Words are not flowing. It's like being coated in molasses. Argh. It was a strange week. Today I was wandering around Morrisons and picked up 'The Brady Bunch Movie' for two pounds, fighting the impulse the whole time. Really, I can not understand articulation problems as I've been reading a lot this week and that should compensate for too much mathematics or scientific thinking. 'Strong Poison' was a pretty good novel, by Dorothy L Sayers, and Glen Cook's 'Sweet Silver Blues' is proving to be mildly diverting but the stand out novel of recent weeks has been a rereading of 'The Sign of the Four'. That last book was so good as to demand a review of its own.
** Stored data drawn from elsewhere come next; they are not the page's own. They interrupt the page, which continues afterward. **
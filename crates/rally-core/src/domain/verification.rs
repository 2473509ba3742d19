//! Verification domain types.

use chrono::{DateTime, Utc};
use serde::{Deserialize, Serialize};

/// Lifecycle status of a verification run.
#[derive(Debug, Clone, Copy, PartialEq, Eq, Hash, Serialize, Deserialize)]
#[serde(rename_all = "lowercase")]
pub enum VerificationStatus {
    Init,
    Running,
    Finished,
    Failed,
}

impl VerificationStatus {
    /// Parse a status from its stored string form.
    #[must_use]
    pub fn parse(s: &str) -> Option<Self> {
        match s {
            "init" => Some(Self::Init),
            "running" => Some(Self::Running),
            "finished" => Some(Self::Finished),
            "failed" => Some(Self::Failed),
            _ => None,
        }
    }

    /// Convert status to its stored string form.
    #[must_use]
    pub const fn as_str(&self) -> &'static str {
        match self {
            Self::Init => "init",
            Self::Running => "running",
            Self::Finished => "finished",
            Self::Failed => "failed",
        }
    }
}

impl std::fmt::Display for VerificationStatus {
    fn fmt(&self, f: &mut std::fmt::Formatter<'_>) -> std::fmt::Result {
        write!(f, "{}", self.as_str())
    }
}

/// A persisted verification run.
#[derive(Debug, Clone, PartialEq, Serialize, Deserialize)]
pub struct Verification {
    pub id: i64,
    pub uuid: String,
    pub deployment_uuid: String,
    pub status: VerificationStatus,
    pub set_name: Option<String>,
    pub tests: i64,
    pub failures: i64,
    pub errors: i64,
    /// Total run time in seconds.
    pub time: f64,
    pub created_at: DateTime<Utc>,
    pub updated_at: DateTime<Utc>,
}

/// The result payload of a verification run.
#[derive(Debug, Clone, PartialEq, Serialize, Deserialize)]
pub struct VerificationResult {
    pub id: i64,
    pub verification_uuid: String,
    pub data: serde_json::Value,
    pub created_at: DateTime<Utc>,
    pub updated_at: DateTime<Utc>,
}

/// Partial update for a verification.
#[derive(Debug, Clone, Default)]
pub struct VerificationUpdate {
    pub status: Option<VerificationStatus>,
    pub set_name: Option<Option<String>>,
    pub tests: Option<i64>,
    pub failures: Option<i64>,
    pub errors: Option<i64>,
    pub time: Option<f64>,
}

impl VerificationUpdate {
    /// An update that only changes the status.
    #[must_use]
    pub fn status(status: VerificationStatus) -> Self {
        Self {
            status: Some(status),
            ..Self::default()
        }
    }

    /// Merge this update onto an existing verification.
    pub fn apply(self, verification: &mut Verification) {
        if let Some(status) = self.status {
            verification.status = status;
        }
        if let Some(set_name) = self.set_name {
            verification.set_name = set_name;
        }
        if let Some(tests) = self.tests {
            verification.tests = tests;
        }
        if let Some(failures) = self.failures {
            verification.failures = failures;
        }
        if let Some(errors) = self.errors {
            verification.errors = errors;
        }
        if let Some(time) = self.time {
            verification.time = time;
        }
    }
}
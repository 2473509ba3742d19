//! Composition utilities for building [`Repos`] with `SQLite` backends.
//!
//! This module is focused purely on construction and should not contain
//! any domain logic.

use sqlx::SqlitePool;
use std::sync::Arc;

use rally_core::Repos;

use crate::engine::{EngineError, engine};
use crate::repositories::{
    SqliteDeploymentRepository, SqliteResourceRepository, SqliteTaskRepository,
    SqliteVerificationRepository, SqliteWorkerRepository,
};

/// Factory for creating repository instances with `SQLite` backends.
pub struct RepoFactory;

impl RepoFactory {
    /// Build all `SQLite` repositories from a pool.
    pub fn build_repos(pool: SqlitePool) -> Repos {
        Repos::new(
            Arc::new(SqliteTaskRepository::new(pool.clone())),
            Arc::new(SqliteDeploymentRepository::new(pool.clone())),
            Arc::new(SqliteResourceRepository::new(pool.clone())),
            Arc::new(SqliteVerificationRepository::new(pool.clone())),
            Arc::new(SqliteWorkerRepository::new(pool)),
        )
    }

    /// Repositories backed by the process-wide engine.
    ///
    /// Repeated calls share one pool until [`crate::reset_engine`] runs.
    /// Resetting closes that pool, so repositories returned earlier stop
    /// working and callers must ask for a fresh set.
    pub fn backend() -> Result<Repos, EngineError> {
        Ok(Self::build_repos(engine()?))
    }
}

/// Test database helper for integration tests.
///
/// Provides a private in-memory `SQLite` database with the head schema
/// already created, so tests run against the same tables as production.
#[cfg(any(test, feature = "test-utils"))]
pub struct TestDb {
    pool: SqlitePool,
}

#[cfg(any(test, feature = "test-utils"))]
impl TestDb {
    /// Create a new in-memory test database with the head schema.
    pub async fn new() -> anyhow::Result<Self> {
        let (options, connect) = crate::memory_pool_options();
        let pool = options.connect_with(connect).await?;
        crate::Migrator::new(pool.clone())
            .create_from_models()
            .await?;
        Ok(Self { pool })
    }

    /// An in-memory database with no tables, for migration tests.
    pub async fn empty() -> anyhow::Result<Self> {
        let (options, connect) = crate::memory_pool_options();
        let pool = options.connect_with(connect).await?;
        Ok(Self { pool })
    }

    /// Get the pool for this test database.
    pub fn pool(&self) -> &SqlitePool {
        &self.pool
    }

    /// All repositories over this database.
    pub fn repos(&self) -> Repos {
        RepoFactory::build_repos(self.pool.clone())
    }

    pub fn task_repository(&self) -> SqliteTaskRepository {
        SqliteTaskRepository::new(self.pool.clone())
    }

    pub fn deployment_repository(&self) -> SqliteDeploymentRepository {
        SqliteDeploymentRepository::new(self.pool.clone())
    }

    pub fn resource_repository(&self) -> SqliteResourceRepository {
        SqliteResourceRepository::new(self.pool.clone())
    }

    pub fn verification_repository(&self) -> SqliteVerificationRepository {
        SqliteVerificationRepository::new(self.pool.clone())
    }

    pub fn worker_repository(&self) -> SqliteWorkerRepository {
        SqliteWorkerRepository::new(self.pool.clone())
    }
}

#[cfg(test)]
mod tests {
    use super::*;
    use rally_core::{DeploymentRepository, NewDeployment};

    #[tokio::test]
    async fn test_build_repos_share_one_database() {
        let db = TestDb::new().await.unwrap();
        let repos = db.repos();

        let created = repos
            .deployments
            .create(NewDeployment::new("dep-a"))
            .await
            .unwrap();
        let fetched = db.deployment_repository().get("dep-a").await.unwrap();

        assert_eq!(fetched.uuid, created.uuid);
        assert!(repos.tasks.list(None, None).await.unwrap().is_empty());
    }

    #[tokio::test]
    async fn test_empty_database_has_no_tables() {
        let db = TestDb::empty().await.unwrap();
        let (count,): (i64,) =
            sqlx::query_as("SELECT COUNT(*) FROM sqlite_master WHERE type = 'table'")
                .fetch_one(db.pool())
                .await
                .unwrap();
        assert_eq!(count, 0);
    }
}
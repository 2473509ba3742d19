//! Database connection configuration.
//!
//! Resolution order for every setting:
//! 1. An explicit value set by the caller
//! 2. The `RALLY_*` environment variables
//! 3. Built-in defaults (a `rally.sqlite` file in the user data directory)

use std::env;
use std::fs;
use std::path::PathBuf;
use std::time::Duration;

use thiserror::Error;

pub const DATABASE_URL_ENV: &str = "RALLY_DATABASE_URL";
pub const MAX_CONNECTIONS_ENV: &str = "RALLY_DB_MAX_CONNECTIONS";
pub const BUSY_TIMEOUT_ENV: &str = "RALLY_DB_BUSY_TIMEOUT_SECS";

pub const DEFAULT_MAX_CONNECTIONS: u32 = 5;
pub const DEFAULT_BUSY_TIMEOUT: Duration = Duration::from_secs(5);

/// Errors raised while resolving configuration.
#[derive(Debug, Error)]
pub enum ConfigError {
    /// Could not determine the system data directory.
    #[error("Cannot determine system data directory")]
    NoDataDir,

    /// Failed to create the data directory.
    #[error("Failed to create directory {path}: {reason}")]
    CreateFailed { path: PathBuf, reason: String },

    /// An environment variable holds a value that does not parse.
    #[error("Invalid value for {name}: '{value}'")]
    InvalidValue { name: &'static str, value: String },
}

/// Path to the default database file.
///
/// The `rally/` directory under the user data directory is created if
/// it doesn't exist.
pub fn default_database_path() -> Result<PathBuf, ConfigError> {
    let data_dir = dirs::data_local_dir()
        .ok_or(ConfigError::NoDataDir)?
        .join("rally");

    fs::create_dir_all(&data_dir).map_err(|e| ConfigError::CreateFailed {
        path: data_dir.clone(),
        reason: e.to_string(),
    })?;

    Ok(data_dir.join("rally.sqlite"))
}

/// Connection settings for the process-wide engine.
#[derive(Debug, Clone, PartialEq, Eq)]
pub struct DatabaseConfig {
    /// `SQLite` connection URL, e.g. `sqlite:///var/lib/rally/rally.sqlite`.
    pub url: String,
    pub max_connections: u32,
    /// How long a connection waits on a locked database.
    pub busy_timeout: Duration,
}

impl DatabaseConfig {
    pub fn new(url: impl Into<String>) -> Self {
        Self {
            url: url.into(),
            max_connections: DEFAULT_MAX_CONNECTIONS,
            busy_timeout: DEFAULT_BUSY_TIMEOUT,
        }
    }

    /// Configuration for a file path, created on first connect.
    pub fn for_path(path: &std::path::Path) -> Self {
        Self::new(format!("sqlite://{}?mode=rwc", path.display()))
    }

    /// Resolve configuration from the process environment.
    pub fn from_env() -> Result<Self, ConfigError> {
        Self::from_lookup(|name| env::var(name).ok())
    }

    /// Resolve configuration from an arbitrary variable lookup.
    pub fn from_lookup<F>(lookup: F) -> Result<Self, ConfigError>
    where
        F: Fn(&str) -> Option<String>,
    {
        let mut config = match lookup(DATABASE_URL_ENV) {
            Some(url) if !url.trim().is_empty() => Self::new(url),
            _ => Self::for_path(&default_database_path()?),
        };

        if let Some(raw) = lookup(MAX_CONNECTIONS_ENV) {
            config.max_connections = match raw.trim().parse::<u32>() {
                Ok(n) if n > 0 => n,
                _ => {
                    return Err(ConfigError::InvalidValue {
                        name: MAX_CONNECTIONS_ENV,
                        value: raw,
                    });
                }
            };
        }

        if let Some(raw) = lookup(BUSY_TIMEOUT_ENV) {
            let secs = raw
                .trim()
                .parse::<u64>()
                .map_err(|_| ConfigError::InvalidValue {
                    name: BUSY_TIMEOUT_ENV,
                    value: raw.clone(),
                })?;
            config.busy_timeout = Duration::from_secs(secs);
        }

        tracing::debug!(url = %config.url, "resolved database configuration");
        Ok(config)
    }

    /// Replace the URL, keeping the pool settings.
    #[must_use]
    pub fn with_url(mut self, url: impl Into<String>) -> Self {
        self.url = url.into();
        self
    }
}

#[cfg(test)]
mod tests {
    use super::*;
    use std::collections::HashMap;

    fn lookup(vars: &[(&str, &str)]) -> impl Fn(&str) -> Option<String> {
        let vars: HashMap<String, String> = vars
            .iter()
            .map(|(k, v)| ((*k).to_string(), (*v).to_string()))
            .collect();
        move |name| vars.get(name).cloned()
    }

    #[test]
    fn test_env_values_are_applied() {
        let config = DatabaseConfig::from_lookup(lookup(&[
            (DATABASE_URL_ENV, "sqlite::memory:"),
            (MAX_CONNECTIONS_ENV, "2"),
            (BUSY_TIMEOUT_ENV, "30"),
        ]))
        .unwrap();

        assert_eq!(config.url, "sqlite::memory:");
        assert_eq!(config.max_connections, 2);
        assert_eq!(config.busy_timeout, Duration::from_secs(30));
    }

    #[test]
    fn test_invalid_numbers_are_errors() {
        let err = DatabaseConfig::from_lookup(lookup(&[
            (DATABASE_URL_ENV, "sqlite::memory:"),
            (MAX_CONNECTIONS_ENV, "many"),
        ]))
        .unwrap_err();
        assert!(matches!(
            err,
            ConfigError::InvalidValue { name: MAX_CONNECTIONS_ENV, .. }
        ));

        let err = DatabaseConfig::from_lookup(lookup(&[
            (DATABASE_URL_ENV, "sqlite::memory:"),
            (MAX_CONNECTIONS_ENV, "0"),
        ]))
        .unwrap_err();
        assert!(matches!(err, ConfigError::InvalidValue { .. }));
    }

    #[test]
    fn test_default_path_ends_with_rally_sqlite() {
        let path = default_database_path().unwrap();
        assert!(path.to_string_lossy().ends_with("rally.sqlite"));
    }

    #[test]
    fn test_for_path_builds_create_mode_url() {
        let config = DatabaseConfig::for_path(std::path::Path::new("/tmp/r.sqlite"));
        assert_eq!(config.url, "sqlite:///tmp/r.sqlite?mode=rwc");
        assert_eq!(config.max_connections, DEFAULT_MAX_CONNECTIONS);
    }
}
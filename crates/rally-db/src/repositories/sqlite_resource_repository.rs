//! `SQLite` implementation of the `ResourceRepository` trait.

use async_trait::async_trait;
use chrono::Utc;
use sqlx::{QueryBuilder, Sqlite, SqlitePool};

use rally_core::{EntityKind, NewResource, RepositoryError, Resource, ResourceRepository};

use super::row_mappers::{
    RESOURCE_COLUMNS, ResourceRow, Violation, collect, encode_json, storage, violation,
};

/// `SQLite` implementation of the `ResourceRepository` trait.
pub struct SqliteResourceRepository {
    pool: SqlitePool,
}

impl SqliteResourceRepository {
    /// Create a new `SQLite` resource repository.
    pub fn new(pool: SqlitePool) -> Self {
        Self { pool }
    }
}

#[async_trait]
impl ResourceRepository for SqliteResourceRepository {
    async fn create(&self, resource: NewResource) -> Result<Resource, RepositoryError> {
        let now = Utc::now();
        let info = encode_json(&resource.info)?;

        let row: ResourceRow = sqlx::query_as(&format!(
            "INSERT INTO resources
                (provider_name, type, info, deployment_uuid, created_at, updated_at)
             VALUES (?, ?, ?, ?, ?, ?)
             RETURNING {RESOURCE_COLUMNS}"
        ))
        .bind(&resource.provider_name)
        .bind(&resource.resource_type)
        .bind(&info)
        .bind(&resource.deployment_uuid)
        .bind(now)
        .bind(now)
        .fetch_one(&self.pool)
        .await
        .map_err(|e| match violation(&e) {
            Violation::ForeignKey => {
                RepositoryError::not_found(EntityKind::Deployment, &resource.deployment_uuid)
            }
            _ => storage(e),
        })?;

        row.try_into()
    }

    async fn list(
        &self,
        deployment_uuid: &str,
        provider_name: Option<&str>,
        resource_type: Option<&str>,
    ) -> Result<Vec<Resource>, RepositoryError> {
        let mut query: QueryBuilder<'_, Sqlite> = QueryBuilder::new(format!(
            "SELECT {RESOURCE_COLUMNS} FROM resources WHERE deployment_uuid = "
        ));
        query.push_bind(deployment_uuid);

        if let Some(provider_name) = provider_name {
            query.push(" AND provider_name = ").push_bind(provider_name);
        }
        if let Some(resource_type) = resource_type {
            query.push(" AND type = ").push_bind(resource_type);
        }
        query.push(" ORDER BY id");

        let rows = query
            .build_query_as::<ResourceRow>()
            .fetch_all(&self.pool)
            .await
            .map_err(storage)?;

        collect(rows)
    }

    async fn delete(&self, id: i64) -> Result<(), RepositoryError> {
        let result = sqlx::query("DELETE FROM resources WHERE id = ?")
            .bind(id)
            .execute(&self.pool)
            .await
            .map_err(storage)?;

        if result.rows_affected() == 0 {
            return Err(RepositoryError::not_found(EntityKind::Resource, id));
        }
        Ok(())
    }
}
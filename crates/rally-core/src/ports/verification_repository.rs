//! Verification repository trait definition.

use async_trait::async_trait;

use super::RepositoryError;
use crate::domain::{Verification, VerificationResult, VerificationStatus, VerificationUpdate};

/// Repository for verification runs and their results.
#[async_trait]
pub trait VerificationRepository: Send + Sync {
    /// Start a verification for a deployment, in `init` status.
    async fn create(&self, deployment_uuid: &str) -> Result<Verification, RepositoryError>;

    /// Get a verification by UUID.
    async fn get(&self, uuid: &str) -> Result<Verification, RepositoryError>;

    /// Merge `update` onto the verification and return the updated row.
    async fn update(
        &self,
        uuid: &str,
        update: VerificationUpdate,
    ) -> Result<Verification, RepositoryError>;

    /// List verifications, optionally filtered by status.
    async fn list(
        &self,
        status: Option<VerificationStatus>,
    ) -> Result<Vec<Verification>, RepositoryError>;

    /// Delete a verification by UUID.
    async fn delete(&self, uuid: &str) -> Result<(), RepositoryError>;

    /// Store the result payload of a verification.
    async fn create_result(
        &self,
        verification_uuid: &str,
        data: serde_json::Value,
    ) -> Result<VerificationResult, RepositoryError>;

    /// Get the result payload of a verification.
    ///
    /// Returns `Err(RepositoryError::NotFound)` if no result was stored yet.
    async fn get_result(
        &self,
        verification_uuid: &str,
    ) -> Result<VerificationResult, RepositoryError>;
}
It is just awesome and is perhaps the most significant Sherlock Holmes story of all, yielding just as much Watson story as it does Holmes. Oh, everyone should read it and 'The Speckled Band'.

It probably hasn't featured much on the Quirky Muffin but I am a proper Sherlock Holmes fan and go nowhere without the stories. The first three novellas and the first two sets of short stories are as close to creative perfection as is possible, with the exception of a particularly dull historical interlude in the very first 'A Study In Scarlet'. There is literally nothing to compare to those stories anywhere. Some of the GK Chesterton Father Brown stories are good but fill a different niche, Dashiell Hammett's short stories are awesome but less romantic, and Stanley Ellin did some remarkable pieces but they were more tragic and not detective stories. Conan Doyle created a one-off masterpiece and then eventually milked it for all the living money he could. But every story before he officially resurrected Sherlock Holmes is a gem and cast in gold.

Looking back on memories new and old it is fascinating to note how few sets of stories have really struck home and registered with me. Jasper Fforde's 'Nursery Crimes' books, Sherlock Holmes, David Eddings and his 'Belgariad', Dashiell Hammett, 'The Three Musketeers', 'A Tale of Two Cities'... I was expecting Pratchett's 'Discworld' to be more important but somehow it's more of a bystander in the world of personally important fiction. 'The Seven-Per-Cent Solution' by Nicholas Meyer is good, and the 'Star Trek' adaptations by James Blish are excellent. Actually... those are on a par with the Sherlock Holmes stories. The third season adaptations especially really make you wish more effort had been put into the screen versions. Really, I would recommend the James Blish 'Star Trek' stories, based as they are on early versions of the scripts rather than the polished final products. They are subtly different!

Has that established my mock-literary credentials? No? 'Dirk Gently's Holistic Detective Agency' and 'So Long And Thanks For All The Fish'. Done deal.

O.

PS On further thought James Blish strikes again when you consider 'Cities In Flight' as a whole. Here endeth the lesson.